Sparkling Science: Wildlife Crime
HS Students are now Wildlife Crime Researchers
Forty-one students are participating in an exciting new program as part of the HS Environmental Science class. Sparkling Science: Wildlife Crime is sponsored by Austria’s Agency for Education and Internationalisation and organized by the Natural History Museum Vienna to sensitize students to the topic of illegal wildlife trade and its importance for international species protection.
Throughout this school year, students will visit the United Nations Office on Drugs and Crime (UNODC), the Austrian customs office and the Vienna Open Lab. They will also have a virtual meeting with the Snake Farm of the Queen Saovabha Memorial Institute Bangkok and a campus visit from the Crocodile Specialist Group of the International Union for Conservation of Nature (IUCN).
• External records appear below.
//! 卡牌目录：外部提供的只读卡牌定义。

use std::collections::{BTreeMap, HashMap};

use serde::{Deserialize, Serialize};

/// 全局唯一的卡牌标识。
pub type CardId = u32;

#[derive(Debug, Clone, Copy, Serialize, Deserialize, PartialEq, Eq, PartialOrd, Ord, Hash)]
#[serde(rename_all = "snake_case")]
pub enum CardType {
    Unit,
    Action,
}

impl Default for CardType {
    fn default() -> Self {
        CardType::Unit
    }
}

#[derive(Debug, Clone, Copy, Serialize, Deserialize, PartialEq, Eq, PartialOrd, Ord, Hash)]
#[serde(rename_all = "snake_case")]
pub enum Attribute {
    Red,
    Green,
    Purple,
    Black,
}

/// 单位卡的基础数值。`attack_interval` 以毫秒计。
#[derive(Debug, Clone, Copy, Serialize, Deserialize, PartialEq, Eq)]
pub struct UnitStats {
    pub attack: u32,
    pub hp: u32,
    pub attack_interval: u32,
}

/// 卡牌定义，由外部目录加载一次后不再修改。
#[derive(Debug, Clone, Serialize, Deserialize, PartialEq, Eq)]
pub struct CardDefinition {
    pub id: CardId,
    pub name: String,
    pub cost: u32,
    #[serde(rename = "type", default)]
    pub card_type: CardType,
    pub attribute: Attribute,
    #[serde(default, skip_serializing_if = "Option::is_none")]
    pub unit_stats: Option<UnitStats>,
    #[serde(default, skip_serializing_if = "Option::is_none")]
    pub effect_functions: Option<String>,
    #[serde(default, skip_serializing_if = "Option::is_none")]
    pub description: Option<String>,
}

impl CardDefinition {
    pub fn unit(
        id: CardId,
        name: impl Into<String>,
        cost: u32,
        attribute: Attribute,
        stats: UnitStats,
    ) -> Self {
        Self {
            id,
            name: name.into(),
            cost,
            card_type: CardType::Unit,
            attribute,
            unit_stats: Some(stats),
            effect_functions: None,
            description: None,
        }
    }

    pub fn action(id: CardId, name: impl Into<String>, cost: u32, attribute: Attribute) -> Self {
        Self {
            id,
            name: name.into(),
            cost,
            card_type: CardType::Action,
            attribute,
            unit_stats: None,
            effect_functions: None,
            description: None,
        }
    }

    pub fn with_effects(mut self, effects: impl Into<String>) -> Self {
        self.effect_functions = Some(effects.into());
        self
    }

    pub fn with_description(mut self, description: impl Into<String>) -> Self {
        self.description = Some(description.into());
        self
    }
}

/// 只读的卡牌查询接口。引擎每次调用都由调用方传入，从不缓存。
pub trait CardCatalog {
    fn card(&self, id: CardId) -> Option<&CardDefinition>;
}

impl CardCatalog for HashMap<CardId, CardDefinition> {
    fn card(&self, id: CardId) -> Option<&CardDefinition> {
        self.get(&id)
    }
}

impl CardCatalog for BTreeMap<CardId, CardDefinition> {
    fn card(&self, id: CardId) -> Option<&CardDefinition> {
        self.get(&id)
    }
}

impl<C: CardCatalog + ?Sized> CardCatalog for &C {
    fn card(&self, id: CardId) -> Option<&CardDefinition> {
        (**self).card(id)
    }
}

/// 从定义列表构建目录，重复 id 以后者为准。
pub fn catalog_from_definitions(
    definitions: impl IntoIterator<Item = CardDefinition>,
) -> BTreeMap<CardId, CardDefinition> {
    definitions
        .into_iter()
        .map(|definition| (definition.id, definition))
        .collect()
}
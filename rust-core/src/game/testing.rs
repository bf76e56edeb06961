//! 测试用的状态与卡牌构造器。

use std::collections::BTreeMap;

use super::catalog::{catalog_from_definitions, Attribute, CardDefinition, CardId, UnitStats};
use super::config::RulesConfig;
use super::state::{GamePhase, GameState, HeroDefinition, PlayerState, Unit, UnitId};

pub fn unit_card(id: CardId, attack: u32, hp: u32, attack_interval: u32) -> CardDefinition {
    CardDefinition::unit(
        id,
        format!("Unit {id}"),
        2,
        Attribute::Red,
        UnitStats {
            attack,
            hp,
            attack_interval,
        },
    )
}

pub fn action_card(id: CardId, cost: u32, effects: &str) -> CardDefinition {
    CardDefinition::action(id, format!("Action {id}"), cost, Attribute::Purple).with_effects(effects)
}

pub fn hero(name: &str) -> HeroDefinition {
    HeroDefinition::new(name, Attribute::Black)
}

/// 已进入对战阶段、双方满法力、手牌与牌库为空的状态。
pub fn playing_state() -> GameState {
    let rules = RulesConfig::default();
    let mut players = [
        PlayerState::new(0, hero("Aster"), Vec::new(), &rules),
        PlayerState::new(1, hero("Vesper"), Vec::new(), &rules),
    ];
    for player in &mut players {
        player.mp = player.max_mp;
        player.mulligan_submitted = true;
    }
    GameState::new(players, rules).with_phase(GamePhase::Playing)
}

/// 直接把单位放到指定座位的路上，返回单位 id。
pub fn place(state: &mut GameState, seat: usize, definition: &CardDefinition, lane: u8) -> UnitId {
    let id = state.allocate_unit_id();
    let unit = Unit::spawn(id, definition, lane).expect("unit card");
    state.players[seat].place_unit(unit);
    id
}

pub fn catalog(definitions: Vec<CardDefinition>) -> BTreeMap<CardId, CardDefinition> {
    catalog_from_definitions(definitions)
}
Students attended a kick-off meeting at the Natural History Museum Vienna on September 21, which included hands-on exercises to learn about international uses of protected species as “medicine”, fingerprinting, identifying real vs. imitation specimens, CITES (a multilateral treaty to protect endangered plants and animals from the threats of international trade), and Austria’s most vulnerable species.
Special thanks to our students for being engaged and respectful representatives of our community, and to Dr. Hanrahan for enabling us to offer such an innovative learning opportunity.
This is just one of the many ways the city of Vienna makes up our extended campus, with its many cultural offerings.